On Tue, Mar 25, 2008 at 12:26 AM, Peter Zijlstra <a.p.zijlstra@...llo.nl> wrote:

>  Yeah, it also suffers from a horrible coding style, can use excessive
>  amounts of vmalloc space, isn't hooked into the reclaim process as an
>  allocator should be and has a severe lack of per-cpu data making it a
>  pretty big bottleneck on anything with more than a few cores.
>
>  Now, it might be needed, might work better, and the scalability issue
>  might not be a problem when used for swap, but still, you don't treat
>  any of these points in your changelog.
>


I will add these points to changelog.
This project is meant for small systems only. So, scalability is not an issue.

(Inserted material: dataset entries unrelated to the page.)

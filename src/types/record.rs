//! Catalog record type

use std::fmt;

use serde::{Deserialize, Deserializer, Serialize, Serializer};

/// One catalog entry.
///
/// Text fields absent from the dataset are stored as `""` so string
/// operations never have to deal with a missing marker. `year` is an
/// integer or unknown; unknown serializes as `""`, like the text fields.
#[derive(Debug, Clone, Default, PartialEq, Eq, Serialize, Deserialize)]
pub struct Record {
    pub id: String,
    #[serde(default)]
    pub title: String,
    #[serde(default)]
    pub year: Year,
    #[serde(default)]
    pub category: String,
    #[serde(default)]
    pub rating: String,
    #[serde(default)]
    pub description: String,
}

impl Record {
    /// Create a record with only an id and a category
    pub fn new(id: impl Into<String>, category: impl Into<String>) -> Self {
        Self {
            id: id.into(),
            category: category.into(),
            ..Self::default()
        }
    }

    pub fn with_title(mut self, title: impl Into<String>) -> Self {
        self.title = title.into();
        self
    }

    /// Lowercased category, the form every containment match runs against
    pub fn category_lower(&self) -> String {
        self.category.to_lowercase()
    }
}

/// Release year: a number, or unknown when the dataset has none
#[derive(Debug, Clone, Copy, Default, PartialEq, Eq, Hash)]
pub enum Year {
    Known(i32),
    #[default]
    Unknown,
}

impl Year {
    /// Parse a dataset cell. Empty or non-numeric cells are unknown.
    pub fn parse(raw: &str) -> Self {
        raw.trim().parse().map(Year::Known).unwrap_or(Year::Unknown)
    }

    pub fn value(&self) -> Option<i32> {
        match self {
            Year::Known(year) => Some(*year),
            Year::Unknown => None,
        }
    }
}

impl fmt::Display for Year {
    fn fmt(&self, f: &mut fmt::Formatter<'_>) -> fmt::Result {
        match self {
            Year::Known(year) => write!(f, "{}", year),
            Year::Unknown => Ok(()),
        }
    }
}

impl Serialize for Year {
    fn serialize<S: Serializer>(&self, serializer: S) -> Result<S::Ok, S::Error> {
        match self {
            Year::Known(year) => serializer.serialize_i32(*year),
            Year::Unknown => serializer.serialize_str(""),
        }
    }
}

impl<'de> Deserialize<'de> for Year {
    fn deserialize<D: Deserializer<'de>>(deserializer: D) -> Result<Self, D::Error> {
        #[derive(Deserialize)]
        #[serde(untagged)]
        enum RawYear {
            Number(i32),
            Text(String),
        }

        Ok(match RawYear::deserialize(deserializer)? {
            RawYear::Number(year) => Year::Known(year),
            RawYear::Text(text) => Year::parse(&text),
        })
    }
}
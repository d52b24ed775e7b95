//! Catalog Store - immutable in-memory record collection
//!
//! The catalog is built once at startup from a [`DatasetSource`] and never
//! mutated afterwards. Handlers share it through an `Arc` without locking.

mod source;

use std::collections::HashMap;

use crate::error::{CatalogError, Result};
use crate::types::Record;

pub use source::{read_csv_rows, CsvDatasetSource, DatasetSource, SourceRow, REQUIRED_COLUMNS};

/// Immutable ordered collection of records
#[derive(Debug, Clone, Default)]
pub struct Catalog {
    records: Vec<Record>,

    /// id → position of the first record with that id
    by_id: HashMap<String, usize>,
}

impl Catalog {
    /// Build a catalog from records, keeping their order
    pub fn from_records(records: Vec<Record>) -> Self {
        let mut by_id = HashMap::with_capacity(records.len());
        for (pos, record) in records.iter().enumerate() {
            // Duplicate ids are tolerated; the first one wins lookups
            by_id.entry(record.id.clone()).or_insert(pos);
        }

        Self { records, by_id }
    }

    /// Load the catalog from a dataset source
    pub fn load<S: DatasetSource + ?Sized>(source: &S) -> Result<Self> {
        let rows = source.load()?;
        let records: Vec<Record> = rows.into_iter().map(Record::from).collect();

        let catalog = Self::from_records(records);
        if catalog.by_id.len() < catalog.len() {
            tracing::warn!(
                origin = %source.origin(),
                duplicates = catalog.len() - catalog.by_id.len(),
                "Catalog contains duplicate ids; lookups return the first occurrence"
            );
        }
        tracing::info!(origin = %source.origin(), records = catalog.len(), "Catalog loaded");

        Ok(catalog)
    }

    /// All records in stored order
    pub fn get_all(&self) -> &[Record] {
        &self.records
    }

    /// Record with exactly this id
    pub fn get_by_id(&self, id: &str) -> Result<&Record> {
        self.by_id
            .get(id)
            .map(|&pos| &self.records[pos])
            .ok_or_else(|| CatalogError::not_found(id))
    }

    pub fn len(&self) -> usize {
        self.records.len()
    }

    pub fn is_empty(&self) -> bool {
        self.records.is_empty()
    }
}
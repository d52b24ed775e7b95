//! Movie Catalog Service - Binary Entry Point
//!
//! Loads the catalog once, then serves it over HTTP until Ctrl+C.

use std::sync::Arc;

use tracing_subscriber::EnvFilter;

use movie_catalog::api::{create_router, AppState};
use movie_catalog::catalog::{Catalog, CsvDatasetSource};
use movie_catalog::config::ServiceConfig;
use movie_catalog::types::ServiceResult;

#[tokio::main]
async fn main() -> ServiceResult<()> {
    tracing_subscriber::fmt()
        .with_env_filter(
            EnvFilter::try_from_default_env().unwrap_or_else(|_| EnvFilter::new("info")),
        )
        .init();

    let config = ServiceConfig::from_env()?;
    tracing::info!(
        "Starting {} v{}",
        movie_catalog::NAME,
        movie_catalog::VERSION
    );

    // 1. Catalog (fatal on failure):
    let catalog = Catalog::load(&CsvDatasetSource::new(&config.dataset_path))?;

    // 2. Lexicon:
    let lexicon = config.build_lexicon()?;

    // 3. HTTP Router:
    let state = Arc::new(AppState::new(catalog, lexicon));
    let app = create_router(state);

    // 4. Serve:
    let listener = tokio::net::TcpListener::bind(config.bind_addr).await?;
    tracing::info!("HTTP server listening on {}", config.bind_addr);
    tracing::info!("Press Ctrl+C to shutdown");

    axum::serve(listener, app)
        .with_graceful_shutdown(shutdown_signal())
        .await?;

    tracing::info!("Server stopped");
    Ok(())
}

async fn shutdown_signal() {
    if let Err(e) = tokio::signal::ctrl_c().await {
        tracing::error!("Failed to listen for Ctrl+C: {}", e);
        std::future::pending::<()>().await;
    }
}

>  FWIW, please split up the patches in a sane way. This series looks like
>  it wants to be 2 or 3 patches. The first introducing all of TLSF (this
>  split per file is horrible). The second doing all of the block device,
>  and a possible last doing documentation and such.
>

Ok. I will resend with better splitting.


>  Also, how bad was kmalloc() compared to this TLSF, we need numbers :-)
>
>

I have posted performance numbers at:
http://code.google.com/p/compcache/wiki/AllocatorsComparison

Data Summary:

Peak Memory Usage:

    * Ideal: 24947 KB
    * TLSF: 25377 KB
    * KMalloc(SLUB): 36483 KB

So, KMalloc uses ~43% more memory than TLSF!